Uzun süredir doğalgaz aramaları sebebiyle ülkenin kuzeyinde sürekli deprem meydana gelen Hollanda, dayanıklı yapı sorununu Türkiye’den çağrılan uzmanlar sayesinde çözüme kavuşturmuş. Peki Hollanda’ya depreme dayanıklı konut inşa etmeyi öğreten Türkiye'nin bu kadar fazla yıkım yaşamasının sebebi ne?

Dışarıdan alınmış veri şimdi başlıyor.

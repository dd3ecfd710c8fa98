// Copyright (c) 2025 R3BL LLC. Licensed under Apache License, Version 2.0.

//! # r3bl_units
//!
//! Unit-tagged offsets and counts for sequential in-memory structures (arrays, strings,
//! buffers).
//!
//! Raw integers that mean "byte offset", "element offset" and "element count" look the
//! same to the compiler, so they get mixed up, and `a - b` on sizes quietly underflows.
//! This crate wraps them in types that keep them apart:
//!
//! | Type                  | Meaning                                      |
//! |-----------------------|----------------------------------------------|
//! | [`Offset<E>`]         | 0-based position of an `E` element           |
//! | [`Count<E>`]          | number of `E` elements, never negative       |
//! | [`ByteOffset`]        | `Offset<u8>`                                 |
//! | [`ByteCount`]         | `Count<u8>`, also the element size witness   |
//! | [`FileSize`]          | byte size of a file on disk, no element tag  |
//!
//! The element tag `E` costs nothing at runtime. Moving between element types is always
//! an explicit call: [`Offset::cast`], [`Offset::rescale`], [`Offset::to_byte_offset`],
//! [`Count::scale_by`]. Element sizes are never inferred, the caller passes them in as a
//! [`ByteCount`].
//!
//! # Failure tiers
//!
//! 1. Unchecked preconditions (non power of two alignment, casts between element types
//!    of different widths, invalid shift amounts, retreating past the start, inexact
//!    rescales) are only `debug_assert!`ed.
//! 2. Invariant violations ([`Count::strict_sub`] underflow, [`Count::last_offset`] of
//!    zero, negating a count, [`Offset::as_count`] of a negative offset,
//!    [`Count::from_signed_native_size`] of `-1`) are fatal: they are logged via
//!    [`tracing`] and then panic. Each one has a `try_*` twin that returns a
//!    [`UnitsError`] instead.
//! 3. [`Count::saturating_sub`] (and the `-` operator on counts) never fails.
//!
//! # Example
//!
//! ```
//! use r3bl_units::{BoundsCheck, ByteCount, Count, Offset, byte_count, count, offset};
//!
//! // A buffer of 10 `u32` elements.
//! let length: Count<u32> = count(10);
//! let elem_size: ByteCount = byte_count(4);
//!
//! let cursor: Offset<u32> = offset(3);
//! assert!(!cursor.overflows(length));
//!
//! // How many elements are left, and how many bytes is that?
//! let remaining = length.as_offset() - cursor;
//! assert_eq!(remaining, count(7));
//! assert_eq!(remaining.scale_by(elem_size), byte_count(28));
//! assert_eq!(remaining.scale_by(elem_size).to_native_size(), 28);
//! ```

// Enforce strict error handling in production library code only. Tests are allowed to
// use .unwrap() (workspace `Cargo.toml` config allows it).
#![cfg_attr(not(test), deny(clippy::unwrap_in_result))]

// Attach.
pub mod bounds_check;
pub mod count;
pub mod error;
pub mod file_size;
pub mod native_size;
pub mod offset;
mod unit_value_macros; // Don't re-export.

// Re-export.
pub use bounds_check::*;
pub use count::*;
pub use error::*;
pub use file_size::*;
pub use native_size::*;
pub use offset::*;
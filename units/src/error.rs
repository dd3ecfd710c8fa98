// Copyright (c) 2025 R3BL LLC. Licensed under Apache License, Version 2.0.

//! Errors raised when a [`Count`] or [`Offset`] invariant is violated.
//!
//! There are two ways to surface them:
//! 1. The `try_*` operations return a [`UnitsResult`], so the caller decides what to do.
//! 2. The fatal operations ([`Count::strict_sub`], [`Count::last_offset`], negating a
//!    count, [`Offset::as_count`], [`Count::from_signed_native_size`]) route the same
//!    error into [`fatal`], which logs it and panics. These violations are caller logic
//!    bugs, so there is no default value to fall back to.
//!
//! For more information on this error style, see:
//! 1. [Article](https://developerlife.com/2024/06/10/rust-miette-error-handling/)
//! 2. [Video](https://youtu.be/TmLF7vI8lKk)
//!
//! [`Count`]: crate::Count
//! [`Offset`]: crate::Offset
//! [`Count::strict_sub`]: crate::Count::strict_sub
//! [`Count::last_offset`]: crate::Count::last_offset
//! [`Count::from_signed_native_size`]: crate::Count::from_signed_native_size
//! [`Offset::as_count`]: crate::Offset::as_count

use miette::Diagnostic;

use crate::RawUnit;

/// Type alias for results of the fallible unit operations. Since [`UnitsError`]
/// implements [`Diagnostic`], the `?` operator converts it into a [`miette::Report`].
pub type UnitsResult<T> = Result<T, UnitsError>;

#[derive(Debug, Clone, Copy, PartialEq, Eq, thiserror::Error, Diagnostic)]
pub enum UnitsError {
    #[error("Count subtraction underflow: {minuend} - {subtrahend} is negative")]
    #[diagnostic(
        code(r3bl_units::count::subtraction_underflow),
        help("Use `saturating_sub` if the operand order is not known up front")
    )]
    SubtractionUnderflow {
        minuend: RawUnit,
        subtrahend: RawUnit,
    },

    #[error("An empty count has no last offset")]
    #[diagnostic(
        code(r3bl_units::count::last_offset_of_empty),
        help("Check `is_zero()` before asking for the last offset")
    )]
    LastOffsetOfEmpty,

    #[error("Attempted to negate count {value}, counts are never negative")]
    #[diagnostic(code(r3bl_units::count::negated))]
    NegatedCount { value: RawUnit },

    #[error("Offset {value} is negative and can't be used as a count")]
    #[diagnostic(
        code(r3bl_units::offset::negative_as_count),
        help("Use `distance_from` to measure between two offsets")
    )]
    NegativeOffsetAsCount { value: RawUnit },

    #[error("Native size is the -1 sentinel, which marks a failed native call")]
    #[diagnostic(
        code(r3bl_units::native_size::invalid),
        help("Handle the error return of the native call before converting its result")
    )]
    InvalidNativeSize,

    #[error("Native size {value} is negative")]
    #[diagnostic(code(r3bl_units::native_size::negative))]
    NegativeNativeSize { value: RawUnit },
}

/// Single sink for every fatal invariant violation. Logs the error via [`tracing`] and
/// then panics with its message.
///
/// # Panics
///
/// Always.
#[cold]
#[track_caller]
pub fn fatal(error: UnitsError) -> ! {
    // % is Display, ? is Debug.
    tracing::error!(message = "Unit invariant violated.", error = %error);
    panic!("{error}");
}

/// Unwraps the result of a `try_*` operation, sending any error to [`fatal`].
#[track_caller]
pub(crate) fn unwrap_or_fatal<T>(result: UnitsResult<T>) -> T {
    match result {
        Ok(it) => it,
        Err(error) => fatal(error),
    }
}

#[cfg(test)]
mod tests {
    use pretty_assertions::assert_eq;

    use super::*;

    #[test]
    fn test_error_messages() {
        let error = UnitsError::SubtractionUnderflow {
            minuend: 3,
            subtrahend: 5,
        };
        assert_eq!(
            error.to_string(),
            "Count subtraction underflow: 3 - 5 is negative"
        );
        assert_eq!(
            UnitsError::NegatedCount { value: 5 }.to_string(),
            "Attempted to negate count 5, counts are never negative"
        );
        assert_eq!(
            UnitsError::NegativeOffsetAsCount { value: -2 }.to_string(),
            "Offset -2 is negative and can't be used as a count"
        );
    }

    #[test]
    fn test_diagnostic_code() {
        let code = UnitsError::LastOffsetOfEmpty
            .code()
            .map(|it| it.to_string());
        assert_eq!(code.as_deref(), Some("r3bl_units::count::last_offset_of_empty"));
    }

    #[test]
    fn test_converts_into_miette_report() {
        fn fails() -> miette::Result<()> {
            let result: UnitsResult<()> = Err(UnitsError::InvalidNativeSize);
            result?;
            Ok(())
        }
        let report = fails().unwrap_err();
        assert!(report.to_string().contains("-1 sentinel"));
    }

    #[test]
    fn test_unwrap_or_fatal_passes_ok_through() {
        assert_eq!(unwrap_or_fatal(Ok::<_, UnitsError>(7)), 7);
    }

    #[test]
    #[should_panic(expected = "An empty count has no last offset")]
    fn test_fatal_panics_with_message() { fatal(UnitsError::LastOffsetOfEmpty); }
}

Uzun süredir doğalgaz aramaları sebebiyle ülkenin kuzeyinde sürekli deprem meydana gelen Hollanda, dayanıklı yapı sorununu Türkiye’den çağrılan uzmanlar sayesinde çözüme kavuşturmuş
Kahramanmaraş merkezli depremlerin yarattığı yıkımın ardından, Hollanda İnşaatçılar Derneği'nden Rudi Roijakkers’ın söylediği "Hollanda’nın sürekli sarsıntı olan Groningen bölgesinde bize depreme dayanıklı bina yapmayı Türkiye’den gelen uzmanlar öğretti" cümlesi gündeme geldi.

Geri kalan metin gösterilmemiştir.